Saved data entries
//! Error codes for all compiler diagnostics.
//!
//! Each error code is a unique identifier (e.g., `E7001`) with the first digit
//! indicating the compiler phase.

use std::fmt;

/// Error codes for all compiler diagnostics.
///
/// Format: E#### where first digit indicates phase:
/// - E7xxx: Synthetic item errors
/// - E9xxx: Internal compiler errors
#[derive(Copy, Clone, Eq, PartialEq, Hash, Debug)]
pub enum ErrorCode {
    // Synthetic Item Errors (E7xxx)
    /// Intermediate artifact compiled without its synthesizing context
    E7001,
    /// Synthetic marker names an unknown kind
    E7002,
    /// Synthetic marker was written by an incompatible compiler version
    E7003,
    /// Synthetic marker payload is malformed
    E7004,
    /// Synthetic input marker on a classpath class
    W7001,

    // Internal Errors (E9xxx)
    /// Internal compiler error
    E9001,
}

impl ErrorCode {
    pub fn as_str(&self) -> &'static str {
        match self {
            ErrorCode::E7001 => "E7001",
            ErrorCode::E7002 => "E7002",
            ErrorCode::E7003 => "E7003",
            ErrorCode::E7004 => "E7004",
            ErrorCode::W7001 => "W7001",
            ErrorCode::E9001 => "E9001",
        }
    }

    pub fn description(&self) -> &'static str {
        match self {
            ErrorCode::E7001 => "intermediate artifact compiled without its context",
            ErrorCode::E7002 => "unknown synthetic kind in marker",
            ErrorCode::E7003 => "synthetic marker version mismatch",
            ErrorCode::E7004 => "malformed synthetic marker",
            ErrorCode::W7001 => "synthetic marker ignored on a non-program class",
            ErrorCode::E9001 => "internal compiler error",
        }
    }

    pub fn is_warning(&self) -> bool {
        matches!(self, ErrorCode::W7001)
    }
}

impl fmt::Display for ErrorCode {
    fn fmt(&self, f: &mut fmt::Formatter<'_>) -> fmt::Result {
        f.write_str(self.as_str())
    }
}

--

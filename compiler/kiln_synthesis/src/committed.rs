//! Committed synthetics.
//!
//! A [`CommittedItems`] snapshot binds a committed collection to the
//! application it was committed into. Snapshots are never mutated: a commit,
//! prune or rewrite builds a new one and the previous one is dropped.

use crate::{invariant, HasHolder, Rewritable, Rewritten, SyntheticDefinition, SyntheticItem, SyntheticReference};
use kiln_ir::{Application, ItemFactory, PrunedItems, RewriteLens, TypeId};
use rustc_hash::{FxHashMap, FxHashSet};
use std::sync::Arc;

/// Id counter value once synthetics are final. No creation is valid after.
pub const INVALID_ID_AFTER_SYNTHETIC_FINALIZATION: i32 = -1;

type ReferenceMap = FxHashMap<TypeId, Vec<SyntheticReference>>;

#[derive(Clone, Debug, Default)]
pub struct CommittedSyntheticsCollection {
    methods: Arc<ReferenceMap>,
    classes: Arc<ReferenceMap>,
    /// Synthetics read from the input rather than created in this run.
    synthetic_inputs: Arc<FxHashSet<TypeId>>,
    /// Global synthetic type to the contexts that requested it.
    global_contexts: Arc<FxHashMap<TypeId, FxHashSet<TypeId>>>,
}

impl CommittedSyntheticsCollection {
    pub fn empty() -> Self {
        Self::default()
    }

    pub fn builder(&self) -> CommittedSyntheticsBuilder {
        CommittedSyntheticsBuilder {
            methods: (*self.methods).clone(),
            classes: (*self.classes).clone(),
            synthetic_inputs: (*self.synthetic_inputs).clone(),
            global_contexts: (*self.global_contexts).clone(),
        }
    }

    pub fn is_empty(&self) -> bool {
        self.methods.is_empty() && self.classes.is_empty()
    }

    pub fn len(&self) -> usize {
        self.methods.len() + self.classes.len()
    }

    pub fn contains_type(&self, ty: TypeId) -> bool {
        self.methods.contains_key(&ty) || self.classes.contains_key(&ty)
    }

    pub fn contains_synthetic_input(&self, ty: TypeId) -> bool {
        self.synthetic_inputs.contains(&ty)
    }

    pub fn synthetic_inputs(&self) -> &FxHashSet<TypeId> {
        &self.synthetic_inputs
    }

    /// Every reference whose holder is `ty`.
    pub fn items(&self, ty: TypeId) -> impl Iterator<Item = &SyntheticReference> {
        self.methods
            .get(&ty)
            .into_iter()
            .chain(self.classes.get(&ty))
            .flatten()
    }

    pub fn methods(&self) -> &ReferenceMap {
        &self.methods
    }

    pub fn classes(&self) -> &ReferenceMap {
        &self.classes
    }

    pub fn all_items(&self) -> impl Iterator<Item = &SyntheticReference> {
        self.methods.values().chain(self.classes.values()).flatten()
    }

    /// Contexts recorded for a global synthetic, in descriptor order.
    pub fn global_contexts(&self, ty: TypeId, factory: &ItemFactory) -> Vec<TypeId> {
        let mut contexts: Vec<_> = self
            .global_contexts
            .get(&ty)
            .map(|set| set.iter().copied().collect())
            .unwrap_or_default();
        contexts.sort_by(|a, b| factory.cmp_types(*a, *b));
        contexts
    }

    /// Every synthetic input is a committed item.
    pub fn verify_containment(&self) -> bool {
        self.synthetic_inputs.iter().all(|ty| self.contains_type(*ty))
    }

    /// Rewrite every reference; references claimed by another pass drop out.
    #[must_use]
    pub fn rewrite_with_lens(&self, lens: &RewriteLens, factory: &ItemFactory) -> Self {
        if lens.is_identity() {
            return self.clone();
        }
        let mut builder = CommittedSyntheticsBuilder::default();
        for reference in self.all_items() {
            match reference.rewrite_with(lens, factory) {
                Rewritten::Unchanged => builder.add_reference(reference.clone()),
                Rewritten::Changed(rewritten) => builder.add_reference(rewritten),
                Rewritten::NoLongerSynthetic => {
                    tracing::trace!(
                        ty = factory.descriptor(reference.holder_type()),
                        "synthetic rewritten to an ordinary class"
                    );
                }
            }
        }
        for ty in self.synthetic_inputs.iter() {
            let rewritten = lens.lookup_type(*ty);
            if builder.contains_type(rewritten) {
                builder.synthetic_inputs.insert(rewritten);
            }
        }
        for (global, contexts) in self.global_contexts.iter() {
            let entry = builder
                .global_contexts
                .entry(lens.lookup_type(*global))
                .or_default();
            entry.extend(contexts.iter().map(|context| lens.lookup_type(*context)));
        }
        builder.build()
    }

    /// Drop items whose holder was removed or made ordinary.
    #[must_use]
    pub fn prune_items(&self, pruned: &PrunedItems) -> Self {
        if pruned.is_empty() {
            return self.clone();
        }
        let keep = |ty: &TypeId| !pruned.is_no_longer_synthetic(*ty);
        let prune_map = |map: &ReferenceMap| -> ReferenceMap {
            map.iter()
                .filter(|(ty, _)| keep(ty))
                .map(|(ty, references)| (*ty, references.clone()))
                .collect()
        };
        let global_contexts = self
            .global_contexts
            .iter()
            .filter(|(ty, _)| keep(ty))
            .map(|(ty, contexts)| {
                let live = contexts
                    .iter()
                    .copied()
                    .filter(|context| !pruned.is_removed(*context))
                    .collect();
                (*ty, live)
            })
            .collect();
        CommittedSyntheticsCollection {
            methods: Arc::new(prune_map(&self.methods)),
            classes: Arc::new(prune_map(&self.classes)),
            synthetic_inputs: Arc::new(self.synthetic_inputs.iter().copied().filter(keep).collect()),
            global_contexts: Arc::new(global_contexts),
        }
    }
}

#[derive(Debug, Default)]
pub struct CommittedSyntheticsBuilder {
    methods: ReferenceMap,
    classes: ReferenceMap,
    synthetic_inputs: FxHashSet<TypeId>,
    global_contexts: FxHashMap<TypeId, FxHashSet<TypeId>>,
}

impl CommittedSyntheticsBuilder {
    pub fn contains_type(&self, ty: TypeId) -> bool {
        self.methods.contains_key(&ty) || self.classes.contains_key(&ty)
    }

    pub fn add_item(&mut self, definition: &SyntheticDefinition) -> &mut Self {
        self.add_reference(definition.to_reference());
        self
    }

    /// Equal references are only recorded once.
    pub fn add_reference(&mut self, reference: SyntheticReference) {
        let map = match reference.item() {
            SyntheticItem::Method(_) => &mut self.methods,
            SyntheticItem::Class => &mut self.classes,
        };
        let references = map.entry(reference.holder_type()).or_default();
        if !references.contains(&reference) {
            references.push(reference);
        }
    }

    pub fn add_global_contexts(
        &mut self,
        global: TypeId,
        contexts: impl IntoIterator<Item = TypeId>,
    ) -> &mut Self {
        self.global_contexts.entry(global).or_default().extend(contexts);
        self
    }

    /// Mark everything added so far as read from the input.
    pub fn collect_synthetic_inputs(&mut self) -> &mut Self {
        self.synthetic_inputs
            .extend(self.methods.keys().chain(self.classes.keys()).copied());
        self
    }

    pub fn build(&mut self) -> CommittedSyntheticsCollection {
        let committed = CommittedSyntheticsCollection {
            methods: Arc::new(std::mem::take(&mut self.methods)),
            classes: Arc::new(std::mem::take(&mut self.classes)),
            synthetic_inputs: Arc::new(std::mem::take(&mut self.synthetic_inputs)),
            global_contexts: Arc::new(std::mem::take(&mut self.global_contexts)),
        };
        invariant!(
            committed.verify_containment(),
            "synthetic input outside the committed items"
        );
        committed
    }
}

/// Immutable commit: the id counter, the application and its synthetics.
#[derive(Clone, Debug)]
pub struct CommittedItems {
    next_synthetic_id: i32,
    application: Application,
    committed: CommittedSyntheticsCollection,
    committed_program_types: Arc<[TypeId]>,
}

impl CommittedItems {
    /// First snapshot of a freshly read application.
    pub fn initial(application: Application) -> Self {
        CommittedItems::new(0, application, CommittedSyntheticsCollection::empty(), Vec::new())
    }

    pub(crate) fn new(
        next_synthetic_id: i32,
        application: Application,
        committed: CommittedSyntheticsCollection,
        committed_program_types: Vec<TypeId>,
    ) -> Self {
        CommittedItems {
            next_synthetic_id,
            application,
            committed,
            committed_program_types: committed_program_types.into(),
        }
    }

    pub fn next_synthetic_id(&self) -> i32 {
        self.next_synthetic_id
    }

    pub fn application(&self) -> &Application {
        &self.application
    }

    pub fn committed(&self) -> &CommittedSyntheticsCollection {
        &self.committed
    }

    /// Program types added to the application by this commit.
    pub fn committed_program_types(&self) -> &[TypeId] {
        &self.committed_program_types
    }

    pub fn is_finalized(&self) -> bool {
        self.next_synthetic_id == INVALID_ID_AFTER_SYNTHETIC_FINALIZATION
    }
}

==

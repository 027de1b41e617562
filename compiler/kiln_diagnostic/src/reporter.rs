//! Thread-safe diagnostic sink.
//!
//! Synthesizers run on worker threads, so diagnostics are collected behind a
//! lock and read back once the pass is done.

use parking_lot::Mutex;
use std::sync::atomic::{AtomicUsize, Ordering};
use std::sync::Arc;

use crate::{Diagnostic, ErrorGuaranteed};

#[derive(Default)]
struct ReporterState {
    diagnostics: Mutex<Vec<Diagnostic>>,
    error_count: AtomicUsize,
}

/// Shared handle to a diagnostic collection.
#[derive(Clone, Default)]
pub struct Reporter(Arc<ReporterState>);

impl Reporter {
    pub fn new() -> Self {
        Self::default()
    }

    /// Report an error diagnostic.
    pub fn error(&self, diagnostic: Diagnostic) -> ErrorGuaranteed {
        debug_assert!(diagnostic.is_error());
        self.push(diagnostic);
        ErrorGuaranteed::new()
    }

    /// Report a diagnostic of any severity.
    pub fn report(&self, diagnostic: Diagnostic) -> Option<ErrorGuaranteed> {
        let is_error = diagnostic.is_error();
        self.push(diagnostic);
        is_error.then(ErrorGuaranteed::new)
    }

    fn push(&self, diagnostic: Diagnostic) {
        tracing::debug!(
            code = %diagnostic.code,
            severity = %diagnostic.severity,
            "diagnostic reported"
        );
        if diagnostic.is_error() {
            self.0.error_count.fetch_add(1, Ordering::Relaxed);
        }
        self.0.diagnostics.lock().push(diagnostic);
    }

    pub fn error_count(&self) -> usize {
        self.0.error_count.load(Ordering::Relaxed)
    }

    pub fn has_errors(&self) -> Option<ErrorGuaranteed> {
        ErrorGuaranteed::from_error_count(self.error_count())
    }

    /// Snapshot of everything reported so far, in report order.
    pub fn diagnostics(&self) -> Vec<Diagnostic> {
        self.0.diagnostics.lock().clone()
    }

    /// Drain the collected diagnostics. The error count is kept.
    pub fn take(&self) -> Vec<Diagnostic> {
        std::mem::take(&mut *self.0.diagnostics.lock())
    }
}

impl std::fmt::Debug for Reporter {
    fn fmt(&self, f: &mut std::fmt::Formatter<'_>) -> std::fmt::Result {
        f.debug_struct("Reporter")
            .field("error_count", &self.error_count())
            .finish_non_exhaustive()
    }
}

__ACTIVITY__: Report the count, and only the count, of lines in the records above that contain "malformed".

__REPLY__: 2